I never make my pasta sauce from scratch. I refuse! Why would I go through all the trouble when there is a perfectly good solution sitting in my pantry: PREGO. This is one of my favorite quick fixes on a cold winter day.
BAKED CHICKEN PARMESAN
PREP TIME: 15 minutes
COOKING TIME: 30 minutes
SERVINGS: 6
2 large boneless skinless chicken breasts
2 cups dry bread crumb
3 tbsp grated Parmesan
4 tbsp olive oil
4 tbsp unsalted butter
2 cups Italian tomato sauce
1/2 lb. finely shredded mozzarella cheese
black pepper, salt, and oregano to taste
fresh or dried parsley to garnish
DIRECTIONS:
1. Preheat oven to 400F
2. Slice chicken breasts in half
3. On a flat plate, mix bread crumb with grated Parmesan
4. Coat cutlets with bread crumbs, pressing down firmly while coating
5. On medium high heat, melt butter with olive oil.
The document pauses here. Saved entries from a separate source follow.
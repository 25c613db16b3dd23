//! `[log]` section: level, format, destination and per-crate directives

use serde::Deserialize;

/// Log level
#[derive(Debug, Clone, Copy, Default, Deserialize, PartialEq, Eq)]
#[serde(rename_all = "lowercase")]
pub enum LogLevel {
    Trace,
    Debug,
    /// Normal operation (default)
    #[default]
    Info,
    Warn,
    Error,
}

impl LogLevel {
    /// Filter directive for this level
    pub fn as_str(&self) -> &'static str {
        match self {
            Self::Trace => "trace",
            Self::Debug => "debug",
            Self::Info => "info",
            Self::Warn => "warn",
            Self::Error => "error",
        }
    }
}

/// Log output format
#[derive(Debug, Clone, Copy, Default, Deserialize, PartialEq, Eq)]
#[serde(rename_all = "lowercase")]
pub enum LogFormat {
    /// Human-readable console output (default)
    #[default]
    Console,
    /// JSON structured logging
    Json,
}

/// Log output destination
#[derive(Debug, Clone, Default, Deserialize, PartialEq, Eq)]
#[serde(rename_all = "lowercase")]
pub enum LogOutput {
    /// Write to stdout (default)
    #[default]
    Stdout,
    Stderr,
}

/// Logging configuration
///
/// ```toml
/// [log]
/// level = "info"
/// format = "json"
/// output = "stderr"
/// directives = ["tally_sinks=debug", "tally_sources::udp=trace"]
/// ```
#[derive(Debug, Clone, Default, Deserialize)]
#[serde(default)]
pub struct LogConfig {
    pub level: LogLevel,
    pub format: LogFormat,
    pub output: LogOutput,

    /// Extra `target=level` filter directives applied on top of `level`
    pub directives: Vec<String>,
}

impl LogConfig {
    /// Full filter string: the base level followed by the directives
    pub fn filter(&self, level_override: Option<&str>) -> String {
        let mut filter = level_override.unwrap_or(self.level.as_str()).to_string();
        for directive in &self.directives {
            filter.push(',');
            filter.push_str(directive);
        }
        filter
    }
}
Sautee cutlets until the color turns golden brown on both sides. Drain on paper towel
6. Place 1/2 cup of tomato sauce in the bottom of a large baking dish. Arrange the cutlets in baking dish in 1 layer. Cover with the rest of tomato sauce and sprinkle mozzarella cheese on top
7. Bake for 15 minutes. If the cheese is not melted, broil for 1 minute (keep close eye on it)
8. Serve with grated Parmesan and your favorite pasta
For thicker crusts: Bread cutlets by first dipping them in flour, then egg, before coating them with breadcrumbs.